*Directions for this task*
Copy all lines in the data that contain the string "ReadPreference".

━━━ Input for this task

//! Fetch strategies: how a worker re-reads the record a message names.

use std::sync::Arc;

use async_trait::async_trait;
use tracing::debug;

use crate::errors::ShardlineResult;
use crate::models::{Record, RecordMessage};
use crate::query::QueryBuilder;
use crate::schema::{Entity, SchemaRegistry, View};
use crate::store::sharding::{ReadPreference, ShardRouter};

#[async_trait]
pub trait RecordReader: Send + Sync {
    /// Current state of the record, or `None` if it is gone or soft-deleted.
    async fn fetch(&self, message: &RecordMessage)
        -> ShardlineResult<Option<(Arc<Entity>, Record)>>;
}

/// Reads through the shard router using the message's partition key.
#[derive(Clone, Debug)]
pub struct ShardedRecordReader {
    registry: Arc<SchemaRegistry>,
    router: Arc<ShardRouter>,
    builder: QueryBuilder,
    preference: ReadPreference,
}

impl ShardedRecordReader {
    /// Reads from the leader so a worker sees the write that triggered it.
    pub fn new(registry: Arc<SchemaRegistry>, router: Arc<ShardRouter>, builder: QueryBuilder) -> Self {
        Self {
            registry,
            router,
            builder,
            preference: ReadPreference::Leader,
        }
    }

    pub fn with_preference(mut self, preference: ReadPreference) -> Self {
        self.preference = preference;
        self
    }
}

#[async_trait]
impl RecordReader for ShardedRecordReader {
    async fn fetch(
        &self,
        message: &RecordMessage,
    ) -> ShardlineResult<Option<(Arc<Entity>, Record)>> {
        let entity = self.registry.entity(&message.entity_name)?;
        let selection = self.builder.resolve_selection(&entity, &[], View::Detail)?;
        let stmt = self.builder.single(&entity, &selection, &message.record_id)?;
        let group = self.router.resolve(message.partition_key)?;
        let db = group.connection_for(self.preference).clone();
        debug!(
            entity = entity.name(),
            record_id = %message.record_id,
            shard = group.name(),
            "re-reading record"
        );

        let rows = tokio::task::spawn_blocking(move || db.query_rows(&stmt)).await??;
        Ok(rows.into_iter().next().map(|mut record| {
            entity.normalize_record(&mut record);
            (entity, record)
        }))
    }
}
//! Shardline core library: a schema-driven data-access layer for a sharded,
//! multi-tenant content store.
//!
//! The crate provides the entity/attribute schema model, filter and sort
//! validation, backend-neutral query construction with a SQLite renderer,
//! the shard group and router abstraction, an in-process message bus, and
//! the generic sync worker that keeps derived read models (such as the
//! search projection) in step with the primary store.
//!
//! Components are built once from a [`config::CoreConfig`] and passed
//! around explicitly; nothing here lives in global state.

pub mod bus;
pub mod config;
pub mod errors;
pub mod hooks;
pub mod models;
pub mod query;
pub mod records;
pub mod schema;
pub mod shutdown;
pub mod store;
pub mod sync;
pub mod telemetry;

pub use bus::{Envelope, MessageBus, Subscription};
pub use config::CoreConfig;
pub use errors::{ShardlineError, ShardlineResult};
pub use hooks::{HookKind, HookRegistry, HookTarget};
pub use models::{Operation, Record, RecordMessage, Value};
pub use records::{ListRequest, RecordService};
pub use schema::{Attribute, DataType, Entity, SchemaRegistry};
pub use store::sharding::{ReadPreference, ShardRouter};
pub use sync::{SearchProjection, ShardedRecordReader, SyncWorker};
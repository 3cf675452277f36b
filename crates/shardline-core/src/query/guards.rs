//! Shared guardrails for query payload bounds and traversal limits.

// Pagination guards
pub const DEFAULT_PAGE_SIZE: u32 = 20;
pub const MAX_PAGE_SIZE: u32 = 100;

// Filter guards
pub const MAX_RELATION_DEPTH: usize = 4;
pub const MAX_IN_VALUES: usize = 500;
pub const MAX_FIELD_PATH_LENGTH: usize = 256;

// Batch guards
pub const MAX_MANY_KEYS: usize = 1000;
pub const MAX_SEARCH_LIMIT: u32 = 100;

pub fn clamp_int(value: i64, minimum: i64, maximum: i64) -> i64 {
    value.max(minimum).min(maximum)
}

pub fn clamp_limit(value: u32, maximum: u32) -> u32 {
    clamp_int(i64::from(value), 1, i64::from(maximum)) as u32
}

pub fn clamp_page_size(value: u32) -> u32 {
    clamp_limit(value, MAX_PAGE_SIZE)
}
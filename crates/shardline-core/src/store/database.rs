//! SQLite connection handle.
//!
//! A `Database` is only a resolved path: each public method opens its own
//! connection, so callers never manage connection lifetime and the handle
//! can be shared freely across blocking tasks.

use std::path::{Path, PathBuf};
use std::time::Duration;

use rusqlite::{params_from_iter, Connection};
use tracing::debug;

use crate::errors::{ShardlineError, ShardlineResult};
use crate::models::{Record, Value};
use crate::query::{InsertStatement, SelectStatement, UpdateStatement};
use crate::store::sql::{render_insert, render_select, render_update};

/// Scheme prefix of the only supported storage provider.
pub const SQLITE_SCHEME: &str = "sqlite://";

const BUSY_TIMEOUT: Duration = Duration::from_secs(5);

/// Expand a leading `~` to the user's home directory.
fn expand_tilde(path: &str) -> PathBuf {
    if path == "~" || path.starts_with("~/") {
        if let Some(home) = std::env::var_os("HOME") {
            let mut expanded = PathBuf::from(home);
            if path.len() > 2 {
                expanded.push(&path[2..]);
            }
            return expanded;
        }
    }
    PathBuf::from(path)
}

fn resolve(path: &Path) -> ShardlineResult<PathBuf> {
    let expanded = expand_tilde(&path.to_string_lossy());
    if expanded.is_absolute() {
        Ok(expanded)
    } else {
        Ok(std::env::current_dir()?.join(expanded))
    }
}

#[derive(Clone, Debug, PartialEq, Eq)]
pub struct Database {
    db_path: PathBuf,
}

impl Database {
    /// Resolve `path` and create its parent directories.
    pub fn open(path: impl AsRef<Path>) -> ShardlineResult<Self> {
        let resolved = resolve(path.as_ref())?;
        if let Some(parent) = resolved.parent() {
            std::fs::create_dir_all(parent)?;
        }
        Ok(Self { db_path: resolved })
    }

    /// Open from a `sqlite://<path>` connection string.
    pub fn from_connection_string(raw: &str) -> ShardlineResult<Self> {
        let path = raw.strip_prefix(SQLITE_SCHEME).ok_or_else(|| {
            ShardlineError::Config(format!("unknown storage provider in '{raw}'"))
        })?;
        if path.is_empty() || path == ":memory:" {
            return Err(ShardlineError::Config(format!(
                "'{raw}' does not name a database file"
            )));
        }
        Self::open(path)
    }

    pub fn path(&self) -> &Path {
        &self.db_path
    }

    pub fn connection_string(&self) -> String {
        format!("{SQLITE_SCHEME}{}", self.db_path.display())
    }

    /// Open a new connection in WAL mode with a busy timeout.
    pub fn connect(&self) -> ShardlineResult<Connection> {
        let conn = Connection::open(&self.db_path)?;
        conn.execute_batch("PRAGMA journal_mode = WAL;")?;
        conn.busy_timeout(BUSY_TIMEOUT)?;
        Ok(conn)
    }

    pub fn execute_batch(&self, sql: &str) -> ShardlineResult<()> {
        let conn = self.connect()?;
        conn.execute_batch(sql)?;
        Ok(())
    }

    /// Run a rendered select and collect rows keyed by column name.
    pub fn query_rows(&self, stmt: &SelectStatement) -> ShardlineResult<Vec<Record>> {
        let (sql, params) = render_select(stmt)?;
        debug!(table = %stmt.table, %sql, "query_rows");
        let conn = self.connect()?;
        let mut prepared = conn.prepare(&sql)?;
        let columns: Vec<String> = prepared
            .column_names()
            .iter()
            .map(|s| s.to_string())
            .collect();

        let rows = prepared.query_map(params_from_iter(params.iter()), |row| {
            let mut record = Record::with_capacity(columns.len());
            for (i, name) in columns.iter().enumerate() {
                record.insert(name.clone(), Value::from_sql_ref(row.get_ref(i)?));
            }
            Ok(record)
        })?;
        let mut out = Vec::new();
        for row in rows {
            out.push(row?);
        }
        Ok(out)
    }

    /// Insert one row and return its key.
    pub fn insert(&self, stmt: &InsertStatement) -> ShardlineResult<Value> {
        let (sql, params) = render_insert(stmt)?;
        debug!(table = %stmt.table, %sql, "insert");
        let conn = self.connect()?;
        let key = conn.query_row(&sql, params_from_iter(params.iter()), |row| {
            Ok(Value::from_sql_ref(row.get_ref(0)?))
        })?;
        Ok(key)
    }

    /// Run an update and return the number of rows affected.
    pub fn execute_update(&self, stmt: &UpdateStatement) -> ShardlineResult<usize> {
        let (sql, params) = render_update(stmt)?;
        debug!(table = %stmt.table, %sql, "execute_update");
        let conn = self.connect()?;
        Ok(conn.execute(&sql, params_from_iter(params.iter()))?)
    }

    /// Cheap liveness probe used by shard health reports.
    pub fn ping(&self) -> ShardlineResult<()> {
        let conn = self.connect()?;
        conn.query_row("SELECT 1", [], |_| Ok(()))?;
        Ok(())
    }
}
fn cast_text(raw: &str) -> Result<Value, String> {
    Ok(Value::Text(raw.to_string()))
}

fn cast_timestamp(raw: &str) -> Result<Value, String> {
    let trimmed = raw.trim();
    if let Ok(ts) = DateTime::parse_from_rfc3339(trimmed) {
        let utc = ts.with_timezone(&Utc);
        return Ok(Value::Text(utc.to_rfc3339_opts(SecondsFormat::AutoSi, true)));
    }
    // Bare dates are midnight UTC.
    if let Ok(date) = NaiveDate::parse_from_str(trimmed, "%Y-%m-%d") {
        if let Some(midnight) = date.and_hms_opt(0, 0, 0) {
            let utc = midnight.and_utc();
            return Ok(Value::Text(utc.to_rfc3339_opts(SecondsFormat::AutoSi, true)));
        }
    }
    Err(format!("'{raw}' is not an RFC 3339 timestamp"))
}

fn cast_json(raw: &str) -> Result<Value, String> {
    serde_json::from_str::<serde_json::Value>(raw)
        .map(|v| Value::Text(v.to_string()))
        .map_err(|e| format!("invalid JSON: {e}"))
}

// ---------------------------------------------------------------------------
// Attribute
// ---------------------------------------------------------------------------

fn default_true() -> bool {
    true
}

/// One typed field of an entity.
#[derive(Clone, Debug, PartialEq, Serialize, Deserialize)]
pub struct Attribute {
    pub field: String,
    #[serde(default)]
    pub display_label: String,
    pub data_type: DataType,
    #[serde(default = "default_true")]
    pub in_list: bool,
    #[serde(default = "default_true")]
    pub in_detail: bool,
    /// Natural key: enforced as UNIQUE by the migrator.
    #[serde(default)]
    pub unique: bool,
    #[serde(default)]
    pub optional: bool,
}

━━━━━━

*Response to this exercise*
use crate::store::sharding::{ReadPreference, ShardRouter};
    preference: ReadPreference,
            preference: ReadPreference::Leader,
    pub fn with_preference(mut self, preference: ReadPreference) -> Self {
pub use store::sharding::{ReadPreference, ShardRouter};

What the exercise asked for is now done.